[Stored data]
******************************

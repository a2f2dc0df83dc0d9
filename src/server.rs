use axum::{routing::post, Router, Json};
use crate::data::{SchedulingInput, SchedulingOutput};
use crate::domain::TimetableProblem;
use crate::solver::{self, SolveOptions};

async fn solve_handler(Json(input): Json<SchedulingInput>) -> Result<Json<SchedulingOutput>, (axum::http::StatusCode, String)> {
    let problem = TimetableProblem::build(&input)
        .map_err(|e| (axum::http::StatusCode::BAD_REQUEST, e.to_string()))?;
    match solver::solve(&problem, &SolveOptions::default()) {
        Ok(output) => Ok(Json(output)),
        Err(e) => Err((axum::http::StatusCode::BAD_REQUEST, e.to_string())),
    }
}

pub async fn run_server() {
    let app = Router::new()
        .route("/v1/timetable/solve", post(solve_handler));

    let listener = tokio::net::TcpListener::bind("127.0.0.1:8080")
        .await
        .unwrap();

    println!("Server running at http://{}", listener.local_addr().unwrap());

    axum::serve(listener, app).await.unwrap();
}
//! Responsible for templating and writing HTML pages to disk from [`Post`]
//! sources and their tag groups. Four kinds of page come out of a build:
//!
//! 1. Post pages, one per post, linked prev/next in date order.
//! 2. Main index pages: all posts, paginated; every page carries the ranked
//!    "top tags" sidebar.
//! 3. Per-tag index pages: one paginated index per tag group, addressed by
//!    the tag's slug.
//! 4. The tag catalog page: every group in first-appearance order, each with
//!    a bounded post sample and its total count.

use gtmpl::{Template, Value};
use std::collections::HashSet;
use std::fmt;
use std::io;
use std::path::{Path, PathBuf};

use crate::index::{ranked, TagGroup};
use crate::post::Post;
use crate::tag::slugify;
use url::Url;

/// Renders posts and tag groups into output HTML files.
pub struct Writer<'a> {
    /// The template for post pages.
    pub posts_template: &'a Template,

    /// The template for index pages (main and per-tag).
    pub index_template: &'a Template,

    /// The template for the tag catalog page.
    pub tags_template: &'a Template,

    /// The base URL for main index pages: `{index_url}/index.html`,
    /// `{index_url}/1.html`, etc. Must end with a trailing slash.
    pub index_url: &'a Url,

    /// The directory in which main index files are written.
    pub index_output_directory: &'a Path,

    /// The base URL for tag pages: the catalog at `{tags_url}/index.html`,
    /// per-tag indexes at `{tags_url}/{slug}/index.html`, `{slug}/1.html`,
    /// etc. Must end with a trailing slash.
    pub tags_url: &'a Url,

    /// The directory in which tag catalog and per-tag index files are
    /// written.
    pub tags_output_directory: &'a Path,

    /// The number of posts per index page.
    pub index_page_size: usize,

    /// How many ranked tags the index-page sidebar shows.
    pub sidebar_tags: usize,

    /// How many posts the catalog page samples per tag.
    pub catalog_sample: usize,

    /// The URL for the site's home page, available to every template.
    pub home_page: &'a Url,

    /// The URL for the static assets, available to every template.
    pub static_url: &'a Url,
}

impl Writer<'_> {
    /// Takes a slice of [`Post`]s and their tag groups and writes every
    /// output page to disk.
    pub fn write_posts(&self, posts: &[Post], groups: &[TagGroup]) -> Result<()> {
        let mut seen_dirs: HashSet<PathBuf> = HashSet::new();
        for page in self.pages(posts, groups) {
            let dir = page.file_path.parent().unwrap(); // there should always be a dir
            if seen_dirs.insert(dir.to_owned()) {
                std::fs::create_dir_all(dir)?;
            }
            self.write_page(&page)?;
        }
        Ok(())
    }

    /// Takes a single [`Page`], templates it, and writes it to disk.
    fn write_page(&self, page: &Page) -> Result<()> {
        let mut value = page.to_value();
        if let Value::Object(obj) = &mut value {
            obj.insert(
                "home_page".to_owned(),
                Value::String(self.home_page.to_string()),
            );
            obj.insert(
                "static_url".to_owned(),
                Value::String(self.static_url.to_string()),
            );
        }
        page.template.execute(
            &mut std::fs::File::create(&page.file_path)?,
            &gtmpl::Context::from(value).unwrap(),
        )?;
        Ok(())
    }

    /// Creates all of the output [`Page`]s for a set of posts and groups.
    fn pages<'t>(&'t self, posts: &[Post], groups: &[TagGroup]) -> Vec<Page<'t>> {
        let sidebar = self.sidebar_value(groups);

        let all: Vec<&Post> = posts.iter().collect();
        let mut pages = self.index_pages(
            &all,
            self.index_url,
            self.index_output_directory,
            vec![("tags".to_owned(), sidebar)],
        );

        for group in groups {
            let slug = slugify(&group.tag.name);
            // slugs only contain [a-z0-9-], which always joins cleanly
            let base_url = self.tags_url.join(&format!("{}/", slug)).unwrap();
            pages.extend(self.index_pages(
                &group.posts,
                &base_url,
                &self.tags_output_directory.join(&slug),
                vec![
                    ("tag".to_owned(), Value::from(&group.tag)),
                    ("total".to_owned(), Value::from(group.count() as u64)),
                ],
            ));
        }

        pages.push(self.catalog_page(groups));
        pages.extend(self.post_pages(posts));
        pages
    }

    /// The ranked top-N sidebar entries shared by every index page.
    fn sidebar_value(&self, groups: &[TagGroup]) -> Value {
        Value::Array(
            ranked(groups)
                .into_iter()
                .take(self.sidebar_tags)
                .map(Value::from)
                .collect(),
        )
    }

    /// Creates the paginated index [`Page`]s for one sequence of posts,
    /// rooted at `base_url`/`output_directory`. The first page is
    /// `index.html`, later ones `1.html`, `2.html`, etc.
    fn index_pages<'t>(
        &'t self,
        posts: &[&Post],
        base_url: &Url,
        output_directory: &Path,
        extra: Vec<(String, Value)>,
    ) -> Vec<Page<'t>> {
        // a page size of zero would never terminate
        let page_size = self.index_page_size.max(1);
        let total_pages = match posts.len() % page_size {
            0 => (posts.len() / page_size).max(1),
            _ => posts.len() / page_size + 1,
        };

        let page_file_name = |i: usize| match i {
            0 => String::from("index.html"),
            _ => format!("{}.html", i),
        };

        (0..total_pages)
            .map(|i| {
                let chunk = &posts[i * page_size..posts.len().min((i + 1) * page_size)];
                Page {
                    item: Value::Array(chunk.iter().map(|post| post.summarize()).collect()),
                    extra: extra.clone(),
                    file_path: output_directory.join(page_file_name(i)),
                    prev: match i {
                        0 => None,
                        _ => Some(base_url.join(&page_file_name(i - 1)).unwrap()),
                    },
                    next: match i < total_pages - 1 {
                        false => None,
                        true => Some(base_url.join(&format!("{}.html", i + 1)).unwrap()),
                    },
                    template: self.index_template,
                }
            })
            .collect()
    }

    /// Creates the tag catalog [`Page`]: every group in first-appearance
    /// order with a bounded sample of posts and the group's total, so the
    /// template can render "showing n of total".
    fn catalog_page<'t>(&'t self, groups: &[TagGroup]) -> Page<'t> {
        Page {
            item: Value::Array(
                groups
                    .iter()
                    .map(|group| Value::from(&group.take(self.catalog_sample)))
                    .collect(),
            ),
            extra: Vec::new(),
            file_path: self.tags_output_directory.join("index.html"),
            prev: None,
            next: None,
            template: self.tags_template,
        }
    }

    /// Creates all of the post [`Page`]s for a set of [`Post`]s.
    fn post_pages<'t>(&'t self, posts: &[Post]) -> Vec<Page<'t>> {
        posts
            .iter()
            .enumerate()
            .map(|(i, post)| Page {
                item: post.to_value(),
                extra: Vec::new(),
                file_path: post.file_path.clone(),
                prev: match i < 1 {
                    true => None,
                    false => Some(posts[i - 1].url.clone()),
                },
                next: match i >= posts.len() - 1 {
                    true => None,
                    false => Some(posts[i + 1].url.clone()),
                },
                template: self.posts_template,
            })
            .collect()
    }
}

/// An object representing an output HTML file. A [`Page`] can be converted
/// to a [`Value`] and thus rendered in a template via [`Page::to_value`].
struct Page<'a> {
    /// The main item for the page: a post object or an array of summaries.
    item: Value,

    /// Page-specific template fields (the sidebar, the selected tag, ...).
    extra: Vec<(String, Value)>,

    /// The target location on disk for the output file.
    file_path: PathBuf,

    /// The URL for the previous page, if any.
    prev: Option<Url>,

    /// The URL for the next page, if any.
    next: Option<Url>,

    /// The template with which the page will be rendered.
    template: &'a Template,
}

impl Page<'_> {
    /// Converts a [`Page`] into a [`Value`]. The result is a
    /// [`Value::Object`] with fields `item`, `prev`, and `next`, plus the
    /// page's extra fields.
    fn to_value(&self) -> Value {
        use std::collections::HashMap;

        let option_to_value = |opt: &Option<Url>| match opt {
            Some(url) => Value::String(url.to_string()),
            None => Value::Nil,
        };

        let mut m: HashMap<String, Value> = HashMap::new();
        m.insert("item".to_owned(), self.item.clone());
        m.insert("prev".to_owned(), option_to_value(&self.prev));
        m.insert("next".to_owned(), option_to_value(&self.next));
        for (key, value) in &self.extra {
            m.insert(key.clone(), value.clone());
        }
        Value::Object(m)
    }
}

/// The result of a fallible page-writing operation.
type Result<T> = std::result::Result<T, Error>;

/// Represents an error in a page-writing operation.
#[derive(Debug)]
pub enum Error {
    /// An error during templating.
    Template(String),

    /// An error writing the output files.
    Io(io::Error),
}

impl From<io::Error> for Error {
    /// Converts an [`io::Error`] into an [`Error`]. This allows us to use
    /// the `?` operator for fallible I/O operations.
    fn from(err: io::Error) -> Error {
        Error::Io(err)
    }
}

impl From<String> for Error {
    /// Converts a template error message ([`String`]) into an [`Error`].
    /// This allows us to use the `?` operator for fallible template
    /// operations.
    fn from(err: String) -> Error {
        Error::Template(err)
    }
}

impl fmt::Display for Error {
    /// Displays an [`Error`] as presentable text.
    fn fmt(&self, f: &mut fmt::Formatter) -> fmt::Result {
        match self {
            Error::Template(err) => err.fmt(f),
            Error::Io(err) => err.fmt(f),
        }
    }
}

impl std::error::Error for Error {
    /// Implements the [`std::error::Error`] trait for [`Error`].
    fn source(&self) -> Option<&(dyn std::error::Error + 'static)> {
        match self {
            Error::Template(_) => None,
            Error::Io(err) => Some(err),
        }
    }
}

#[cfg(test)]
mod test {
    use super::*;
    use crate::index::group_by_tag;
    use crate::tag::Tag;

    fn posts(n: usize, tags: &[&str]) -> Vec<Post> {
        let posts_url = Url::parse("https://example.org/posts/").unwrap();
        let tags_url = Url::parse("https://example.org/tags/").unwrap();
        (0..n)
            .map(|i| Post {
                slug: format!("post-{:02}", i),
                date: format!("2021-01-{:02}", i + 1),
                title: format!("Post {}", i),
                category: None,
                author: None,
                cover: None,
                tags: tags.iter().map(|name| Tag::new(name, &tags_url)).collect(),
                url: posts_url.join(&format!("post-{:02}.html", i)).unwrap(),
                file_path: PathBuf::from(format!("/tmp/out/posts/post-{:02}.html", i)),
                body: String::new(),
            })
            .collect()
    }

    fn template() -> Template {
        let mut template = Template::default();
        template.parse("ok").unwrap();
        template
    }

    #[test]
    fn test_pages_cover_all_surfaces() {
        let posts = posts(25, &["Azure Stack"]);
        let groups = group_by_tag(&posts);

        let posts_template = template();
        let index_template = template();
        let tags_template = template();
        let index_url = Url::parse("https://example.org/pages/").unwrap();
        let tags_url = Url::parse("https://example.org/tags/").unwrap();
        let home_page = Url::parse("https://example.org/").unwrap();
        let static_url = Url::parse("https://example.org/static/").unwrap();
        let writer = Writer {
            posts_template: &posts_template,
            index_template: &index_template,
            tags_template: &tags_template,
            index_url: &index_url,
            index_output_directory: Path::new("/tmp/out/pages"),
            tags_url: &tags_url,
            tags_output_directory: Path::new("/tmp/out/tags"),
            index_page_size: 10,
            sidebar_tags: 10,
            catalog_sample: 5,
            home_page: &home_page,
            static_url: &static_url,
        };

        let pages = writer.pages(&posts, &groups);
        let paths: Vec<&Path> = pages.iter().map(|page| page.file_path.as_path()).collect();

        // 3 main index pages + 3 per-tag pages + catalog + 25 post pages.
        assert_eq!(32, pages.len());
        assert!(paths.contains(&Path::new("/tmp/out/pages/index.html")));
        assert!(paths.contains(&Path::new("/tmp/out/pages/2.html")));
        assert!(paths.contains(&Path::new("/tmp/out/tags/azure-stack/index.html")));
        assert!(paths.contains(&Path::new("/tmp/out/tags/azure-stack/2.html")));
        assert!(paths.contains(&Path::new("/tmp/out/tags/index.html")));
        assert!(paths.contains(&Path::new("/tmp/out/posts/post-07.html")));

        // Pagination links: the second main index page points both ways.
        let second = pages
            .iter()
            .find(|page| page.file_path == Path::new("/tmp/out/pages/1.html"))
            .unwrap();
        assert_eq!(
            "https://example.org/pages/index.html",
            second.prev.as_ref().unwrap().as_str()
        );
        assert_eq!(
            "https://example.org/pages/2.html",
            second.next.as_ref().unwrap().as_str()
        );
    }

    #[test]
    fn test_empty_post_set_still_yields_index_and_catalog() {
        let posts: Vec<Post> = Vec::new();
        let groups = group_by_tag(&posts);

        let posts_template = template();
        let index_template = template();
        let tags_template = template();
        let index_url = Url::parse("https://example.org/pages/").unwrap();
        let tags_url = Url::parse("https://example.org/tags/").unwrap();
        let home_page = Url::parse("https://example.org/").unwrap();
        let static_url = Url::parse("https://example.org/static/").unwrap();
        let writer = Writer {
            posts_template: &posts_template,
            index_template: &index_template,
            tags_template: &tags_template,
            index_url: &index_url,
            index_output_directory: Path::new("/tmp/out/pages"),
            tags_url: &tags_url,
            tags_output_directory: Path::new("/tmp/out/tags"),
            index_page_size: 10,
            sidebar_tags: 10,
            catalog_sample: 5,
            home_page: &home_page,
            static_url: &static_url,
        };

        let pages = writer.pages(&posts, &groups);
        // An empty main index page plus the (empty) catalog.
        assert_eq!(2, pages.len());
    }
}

******************************

## PROBLEM REQUIREMENTS
Go through the data and count each line that has the word "trailing", then give the total alone.

## TASK RESPONSE
2